*** Available data

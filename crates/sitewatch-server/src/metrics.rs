//! Prometheus metrics for the sitewatch server.

use prometheus_client::encoding::EncodeLabelSet;
use prometheus_client::metrics::counter::Counter;
use prometheus_client::metrics::family::Family;
use prometheus_client::metrics::gauge::Gauge;
use prometheus_client::metrics::histogram::{Histogram, exponential_buckets};
use prometheus_client::registry::Registry;
use sitecheck::{CheckResult, SiteId};
use std::time::Duration;

/// Labels for per-site metrics
#[derive(Clone, Debug, Hash, PartialEq, Eq, EncodeLabelSet)]
pub struct SiteLabels {
    /// Site ID
    pub site: String,
}

/// Labels for check result metrics
#[derive(Clone, Debug, Hash, PartialEq, Eq, EncodeLabelSet)]
pub struct CheckLabels {
    /// Site ID
    pub site: String,
    /// Classification (up, down)
    pub status: String,
}

/// Metrics registry with all sitewatch metrics
pub struct MetricsRegistry {
    /// Prometheus registry
    pub registry: Registry,

    // Per-site metrics
    checks_total: Family<CheckLabels, Counter>,
    response_time_seconds: Family<SiteLabels, Histogram>,
    ssl_days_remaining: Family<SiteLabels, Gauge>,
    uptime_checks: Family<SiteLabels, Gauge>,

    // System-wide metrics
    sites_tracked: Gauge,
    batch_duration_seconds: Histogram,
    batch_sites_lost_total: Counter,
}

impl MetricsRegistry {
    pub fn new() -> Self {
        let mut registry = Registry::default();

        let checks_total = Family::<CheckLabels, Counter>::default();
        registry.register(
            "sitewatch_checks",
            "Total site checks performed",
            checks_total.clone(),
        );

        // 1ms to ~16s
        let response_time_seconds = Family::<SiteLabels, Histogram>::new_with_constructor(|| {
            Histogram::new(exponential_buckets(0.001, 2.0, 15))
        });
        registry.register(
            "sitewatch_response_time_seconds",
            "Liveness response time in seconds",
            response_time_seconds.clone(),
        );

        let ssl_days_remaining = Family::<SiteLabels, Gauge>::default();
        registry.register(
            "sitewatch_ssl_days_remaining",
            "Whole days until the certificate expires",
            ssl_days_remaining.clone(),
        );

        let uptime_checks = Family::<SiteLabels, Gauge>::default();
        registry.register(
            "sitewatch_uptime_checks",
            "Checks that classified the site as up",
            uptime_checks.clone(),
        );

        let sites_tracked = Gauge::default();
        registry.register(
            "sitewatch_sites_tracked",
            "Number of tracked sites",
            sites_tracked.clone(),
        );

        // 100ms to ~7min
        let batch_duration_seconds = Histogram::new(exponential_buckets(0.1, 2.0, 13));
        registry.register(
            "sitewatch_batch_duration_seconds",
            "Duration of a check of every tracked site",
            batch_duration_seconds.clone(),
        );

        let batch_sites_lost_total = Counter::default();
        registry.register(
            "sitewatch_batch_sites_lost",
            "Sites reported down because their check faulted or missed the batch deadline",
            batch_sites_lost_total.clone(),
        );

        Self {
            registry,
            checks_total,
            response_time_seconds,
            ssl_days_remaining,
            uptime_checks,
            sites_tracked,
            batch_duration_seconds,
            batch_sites_lost_total,
        }
    }

    /// Record the outcome of one site check
    pub fn record_check(&self, site: SiteId, result: &CheckResult, uptime_counter: u64) {
        let site = site.to_string();
        let site_labels = SiteLabels { site: site.clone() };

        self.checks_total
            .get_or_create(&CheckLabels {
                site,
                status: result.status.as_str().to_string(),
            })
            .inc();

        if let Some(ms) = result.response_time_ms {
            self.response_time_seconds
                .get_or_create(&site_labels)
                .observe(Duration::from_millis(ms).as_secs_f64());
        }

        match result.ssl_days_remaining {
            Some(days) => {
                self.ssl_days_remaining.get_or_create(&site_labels).set(days);
            }
            None => {
                self.ssl_days_remaining.remove(&site_labels);
            }
        }

        self.uptime_checks
            .get_or_create(&site_labels)
            .set(i64::try_from(uptime_counter).unwrap_or(i64::MAX));
    }

    /// Update the number of tracked sites
    pub fn update_site_count(&self, count: usize) {
        self.sites_tracked.set(count as i64);
    }

    /// Record a completed batch
    pub fn record_batch(&self, duration: Duration, lost: usize) {
        self.batch_duration_seconds.observe(duration.as_secs_f64());
        self.batch_sites_lost_total.inc_by(lost as u64);
    }
}

impl Default for MetricsRegistry {
    fn default() -> Self {
        Self::new()
    }
}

******

Exactly as they stand above, retype all of the records.

filename crates/sitewatch-server/src/metrics.rs
//! Prometheus metrics for the sitewatch server.

use prometheus_client::encoding::EncodeLabelSet;
use prometheus_client::metrics::counter::Counter;
use prometheus_client::metrics::family::Family;
use prometheus_client::metrics::gauge::Gauge;
use prometheus_client::metrics::histogram::{Histogram, exponential_buckets};
use prometheus_client::registry::Registry;
use sitecheck::{CheckResult, SiteId};
use std::time::Duration;

/// Labels for per-site metrics
#[derive(Clone, Debug, Hash, PartialEq, Eq, EncodeLabelSet)]
pub struct SiteLabels {
    /// Site ID
    pub site: String,
}

/// Labels for check result metrics
#[derive(Clone, Debug, Hash, PartialEq, Eq, EncodeLabelSet)]
pub struct CheckLabels {
    /// Site ID
    pub site: String,
    /// Classification (up, down)
    pub status: String,
}

/// Metrics registry with all sitewatch metrics
pub struct MetricsRegistry {
    /// Prometheus registry
    pub registry: Registry,

    // Per-site metrics
    checks_total: Family<CheckLabels, Counter>,
    response_time_seconds: Family<SiteLabels, Histogram>,
    ssl_days_remaining: Family<SiteLabels, Gauge>,
    uptime_checks: Family<SiteLabels, Gauge>,

    // System-wide metrics
    sites_tracked: Gauge,
    batch_duration_seconds: Histogram,
    batch_sites_lost_total: Counter,
}

impl MetricsRegistry {
    pub fn new() -> Self {
        let mut registry = Registry::default();

        let checks_total = Family::<CheckLabels, Counter>::default();
        registry.register(
            "sitewatch_checks",
            "Total site checks performed",
            checks_total.clone(),
        );

        // 1ms to ~16s
        let response_time_seconds = Family::<SiteLabels, Histogram>::new_with_constructor(|| {
            Histogram::new(exponential_buckets(0.001, 2.0, 15))
        });
        registry.register(
            "sitewatch_response_time_seconds",
            "Liveness response time in seconds",
            response_time_seconds.clone(),
        );

        let ssl_days_remaining = Family::<SiteLabels, Gauge>::default();
        registry.register(
            "sitewatch_ssl_days_remaining",
            "Whole days until the certificate expires",
            ssl_days_remaining.clone(),
        );

        let uptime_checks = Family::<SiteLabels, Gauge>::default();
        registry.register(
            "sitewatch_uptime_checks",
            "Checks that classified the site as up",
            uptime_checks.clone(),
        );

        let sites_tracked = Gauge::default();
        registry.register(
            "sitewatch_sites_tracked",
            "Number of tracked sites",
            sites_tracked.clone(),
        );

        // 100ms to ~7min
        let batch_duration_seconds = Histogram::new(exponential_buckets(0.1, 2.0, 13));
        registry.register(
            "sitewatch_batch_duration_seconds",
            "Duration of a check of every tracked site",
            batch_duration_seconds.clone(),
        );

        let batch_sites_lost_total = Counter::default();
        registry.register(
            "sitewatch_batch_sites_lost",
            "Sites reported down because their check faulted or missed the batch deadline",
            batch_sites_lost_total.clone(),
        );

        Self {
            registry,
            checks_total,
            response_time_seconds,
            ssl_days_remaining,
            uptime_checks,
            sites_tracked,
            batch_duration_seconds,
            batch_sites_lost_total,
        }
    }

    /// Record the outcome of one site check
    pub fn record_check(&self, site: SiteId, result: &CheckResult, uptime_counter: u64) {
        let site = site.to_string();
        let site_labels = SiteLabels { site: site.clone() };

        self.checks_total
            .get_or_create(&CheckLabels {
                site,
                status: result.status.as_str().to_string(),
            })
            .inc();

        if let Some(ms) = result.response_time_ms {
            self.response_time_seconds
                .get_or_create(&site_labels)
                .observe(Duration::from_millis(ms).as_secs_f64());
        }

        match result.ssl_days_remaining {
            Some(days) => {
                self.ssl_days_remaining.get_or_create(&site_labels).set(days);
            }
            None => {
                self.ssl_days_remaining.remove(&site_labels);
            }
        }

        self.uptime_checks
            .get_or_create(&site_labels)
            .set(i64::try_from(uptime_counter).unwrap_or(i64::MAX));
    }

    /// Update the number of tracked sites
    pub fn update_site_count(&self, count: usize) {
        self.sites_tracked.set(count as i64);
    }

    /// Record a completed batch
    pub fn record_batch(&self, duration: Duration, lost: usize) {
        self.batch_duration_seconds.observe(duration.as_secs_f64());
        self.batch_sites_lost_total.inc_by(lost as u64);
    }
}

impl Default for MetricsRegistry {
    fn default() -> Self {
        Self::new()
    }
}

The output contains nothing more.